(DATA FOR REVIEW Opens)

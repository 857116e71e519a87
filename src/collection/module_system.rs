//! Service module system for modular registration.

use crate::{DiError, DiResult, ServiceCollection};

/// A group of registrations applied to a [`ServiceCollection`] in one step.
///
/// # Example
///
/// ```rust
/// use weft_di::{DiResult, Lifetime, ServiceCollection, ServiceCollectionExt, ServiceId, ServiceModule, Resolver};
///
/// struct Clock;
///
/// struct TimeModule;
///
/// impl ServiceModule for TimeModule {
///     fn register_services(self, services: &mut ServiceCollection) -> DiResult<()> {
///         services
///             .add_factory("Acme.Clock", Lifetime::Singleton, |_| Ok(Clock))
///             .bind("Clock", "Acme.Clock");
///         Ok(())
///     }
/// }
///
/// # fn main() -> DiResult<()> {
/// let container = ServiceCollection::new().add_module(TimeModule)?.build();
/// assert!(container.get::<Clock>(&ServiceId::new("Clock")).is_ok());
/// # Ok(())
/// # }
/// ```
pub trait ServiceModule {
    /// Name reported in logs and in [`DiError::Module`]; defaults to the type name.
    fn name(&self) -> &'static str {
        std::any::type_name::<Self>()
    }

    /// Adds this module's registrations to `services`.
    fn register_services(self, services: &mut ServiceCollection) -> DiResult<()>;
}

/// Runs `module`, tagging a failure with the module's name.
fn apply<M: ServiceModule>(services: &mut ServiceCollection, module: M) -> DiResult<()> {
    let name = module.name();
    let before = services.len();
    module
        .register_services(services)
        .map_err(|source| DiError::Module { module: name, source: Box::new(source) })?;
    tracing::debug!(module = name, added = services.len().saturating_sub(before), "applied service module");
    Ok(())
}

/// Chaining form of module registration that consumes the collection.
///
/// # Errors
///
/// A failing module is reported as [`DiError::Module`] wrapping its own error.
pub trait ServiceCollectionExt {
    fn add_module<M: ServiceModule>(self, module: M) -> DiResult<Self>
    where
        Self: Sized;
}

impl ServiceCollectionExt for ServiceCollection {
    fn add_module<M: ServiceModule>(mut self, module: M) -> DiResult<Self> {
        apply(&mut self, module)?;
        Ok(self)
    }
}

/// In-place form of module registration.
pub trait ServiceCollectionModuleExt {
    fn add_module_mut<M: ServiceModule>(&mut self, module: M) -> DiResult<&mut Self>;
}

impl ServiceCollectionModuleExt for ServiceCollection {
    fn add_module_mut<M: ServiceModule>(&mut self, module: M) -> DiResult<&mut Self> {
        apply(self, module)?;
        Ok(self)
    }
}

(DATA FOR REVIEW Closes)

REQUIRED ACTION - Would you copy each line of the records that contains "before"?

RESPONSE TO THIS TASK -
    let before = services.len();
    tracing::debug!(module = name, added = services.len().saturating_sub(before), "applied service module");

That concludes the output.